use std::fmt::Display;

use sqlx::{Sqlite, SqliteConnection, SqlitePool, Transaction};

use super::resolver;
use super::session::SessionState;
use crate::config::EngineConfig;
use crate::credentials::{self, PasswordCredentials};
use crate::errors::{AccessError, AccessResult};
use crate::models::permission::{PermissionName, SystemPermission};
use crate::models::resource::{normalize_name, ResolvedResource, Resource, ResourceId, SYSTEM_RESOURCE_ID};
use crate::store::identity;

/// Entry point of the engine: a connection pool plus the identity of the
/// caller.
///
/// Every operation runs in its own transaction and is evaluated against the
/// grants visible to that transaction; nothing is cached between calls.
#[derive(Debug, Clone)]
pub struct AccessControlContext {
    pool: SqlitePool,
    session: SessionState,
    min_password_length: usize,
}

impl AccessControlContext {
    pub fn new(pool: SqlitePool) -> Self {
        Self {
            pool,
            session: SessionState::Unauthenticated,
            min_password_length: 1,
        }
    }

    pub fn with_config(pool: SqlitePool, config: &EngineConfig) -> Self {
        Self {
            min_password_length: config.min_password_length,
            ..Self::new(pool)
        }
    }

    /// Open the pool described by `config`, apply migrations and return an
    /// unauthenticated context.
    pub async fn connect(config: &EngineConfig) -> AccessResult<Self> {
        let pool = crate::db::init(config).await?;
        Ok(Self::with_config(pool, config))
    }

    pub fn pool(&self) -> &SqlitePool {
        &self.pool
    }

    pub fn session(&self) -> &SessionState {
        &self.session
    }

    // --- Session ---

    pub async fn authenticate(&mut self, resource: &Resource, credentials: &PasswordCredentials) -> AccessResult<()> {
        let mut tx = self.begin().await?;
        let resolved = identity::resolve_resource(&mut tx, resource).await?;
        let class = identity::resource_class_by_id(&mut tx, resolved.resource_class_id).await?;
        if !class.authenticatable {
            return Err(AccessError::invalid_argument(format!(
                "resource {resource} is not of an authenticatable resource class: {}",
                class.name
            )));
        }

        let stored = identity::password_hash(&mut tx, resolved.id).await?;
        tx.commit().await?;

        let verified = match stored {
            Some(hash) => credentials::verify_password(resolved.id, credentials, &hash)?,
            None => false,
        };
        if !verified {
            tracing::warn!(resource = resolved.id, "authentication failed");
            return Err(AccessError::not_authenticated(format!("invalid password for resource {resource}")));
        }

        tracing::info!(resource = resolved.id, "authenticated");
        self.session = SessionState::authenticated(resolved.to_resource());
        Ok(())
    }

    pub fn unauthenticate(&mut self) {
        self.session = SessionState::Unauthenticated;
    }

    /// Act as `resource`. The authenticated resource (not the current session
    /// resource) must hold `*IMPERSONATE` on it.
    pub async fn impersonate(&mut self, resource: &Resource) -> AccessResult<()> {
        let authenticated = self
            .session
            .authenticated_resource()?
            .id()
            .ok_or_else(|| AccessError::internal("authenticated resource without id"))?;

        let mut tx = self.begin().await?;
        let target = identity::resolve_resource(&mut tx, resource).await?;
        let class = identity::resource_class_by_id(&mut tx, target.resource_class_id).await?;
        if !class.authenticatable {
            return Err(AccessError::invalid_argument(format!(
                "resource {resource} is not of an authenticatable resource class: {}",
                class.name
            )));
        }

        if target.id != authenticated {
            let effective = resolver::effective_resource_permissions(&mut tx, authenticated, &target).await?;
            let impersonate = PermissionName::System(SystemPermission::Impersonate);
            if !effective.iter().any(|p| p.name() == &impersonate) {
                return Err(AccessError::not_authorized(format!(
                    "resource {authenticated} is not authorized to impersonate {resource}"
                )));
            }
        }
        tx.commit().await?;

        tracing::info!(authenticated, impersonated = target.id, "impersonating");
        self.session = self.session.impersonating(target.to_resource())?;
        Ok(())
    }

    pub fn unimpersonate(&mut self) {
        self.session = self.session.unimpersonated();
    }

    /// The resource the session currently acts as, fully resolved.
    pub fn get_session_resource(&self) -> AccessResult<Resource> {
        self.session.session_resource().cloned()
    }

    pub fn get_authenticated_resource(&self) -> AccessResult<Resource> {
        self.session.authenticated_resource().cloned()
    }

    /// Replace the password of an authenticatable resource. Allowed for the
    /// resource itself and for holders of `*RESET-CREDENTIALS` on it.
    pub async fn set_credentials(&self, resource: &Resource, credentials: &PasswordCredentials) -> AccessResult<()> {
        let session = self.session_id()?;
        credentials::validate_password(credentials, self.min_password_length)?;

        let mut tx = self.begin().await?;
        let target = identity::resolve_resource(&mut tx, resource).await?;
        let class = identity::resource_class_by_id(&mut tx, target.resource_class_id).await?;
        if !class.authenticatable {
            return Err(AccessError::invalid_argument(format!(
                "credentials not valid for unauthenticatable resource class: {}",
                class.name
            )));
        }

        if target.id != session {
            let effective = resolver::effective_resource_permissions(&mut tx, session, &target).await?;
            let reset = PermissionName::System(SystemPermission::ResetCredentials);
            if !effective.iter().any(|p| p.name() == &reset) {
                return Err(AccessError::not_authorized(format!(
                    "resource {session} is not authorized to reset credentials of {resource}"
                )));
            }
        }

        let hash = credentials::hash_password(target.id, credentials)?;
        identity::set_password_hash(&mut tx, target.id, &hash).await?;
        tx.commit().await?;

        tracing::info!(resource = target.id, grantor = session, "credentials reset");
        Ok(())
    }

    // --- Shared helpers ---

    pub(super) fn session_id(&self) -> AccessResult<ResourceId> {
        self.session.session_id()
    }

    pub(super) fn min_password_length(&self) -> usize {
        self.min_password_length
    }

    pub(super) fn require_system_session(&self, action: &str) -> AccessResult<ResourceId> {
        let session = self.session_id()?;
        if session != SYSTEM_RESOURCE_ID {
            return Err(AccessError::not_authorized(format!(
                "resource {session} is not authorized to {action}"
            )));
        }
        Ok(session)
    }

    pub(super) async fn begin(&self) -> AccessResult<Transaction<'static, Sqlite>> {
        Ok(self.pool.begin().await?)
    }
}

/// Trimmed, non-blank name or a precondition failure naming `what`.
pub(super) fn required_name(name: &str, what: &str) -> AccessResult<String> {
    normalize_name(name).ok_or_else(|| AccessError::precondition(format!("{what} required")))
}

/// Checking another resource's permissions needs `*QUERY` or `*IMPERSONATE`
/// on it. Super-user covers both.
pub(super) async fn authorize_query(
    conn: &mut SqliteConnection,
    session: ResourceId,
    accessor: &ResolvedResource,
) -> AccessResult<()> {
    if session == accessor.id {
        return Ok(());
    }

    let effective = resolver::effective_resource_permissions(conn, session, accessor).await?;
    let allowed = effective.iter().any(|p| {
        matches!(
            p.name().as_system(),
            Some(SystemPermission::Query) | Some(SystemPermission::Impersonate)
        )
    });
    if !allowed {
        return Err(AccessError::not_authorized(format!(
            "resource {session} is not authorized to query resource {}",
            accessor.to_resource()
        )));
    }
    Ok(())
}

pub(super) fn describe<T: Display>(items: &[T]) -> String {
    let rendered: Vec<String> = items.iter().map(|item| item.to_string()).collect();
    format!("[{}]", rendered.join(", "))
}

pub(super) fn joined<T: Clone>(first: &T, rest: &[T]) -> Vec<T> {
    let mut all = Vec::with_capacity(rest.len() + 1);
    all.push(first.clone());
    all.extend_from_slice(rest);
    all
}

++++++++

> Exercise directions: Only lines holding the word "Some" are wanted here; copy each from the listing.

> Reply:
            Some(hash) => credentials::verify_password(resolved.id, credentials, &hash)?,
            Some(SystemPermission::Query) | Some(SystemPermission::Impersonate)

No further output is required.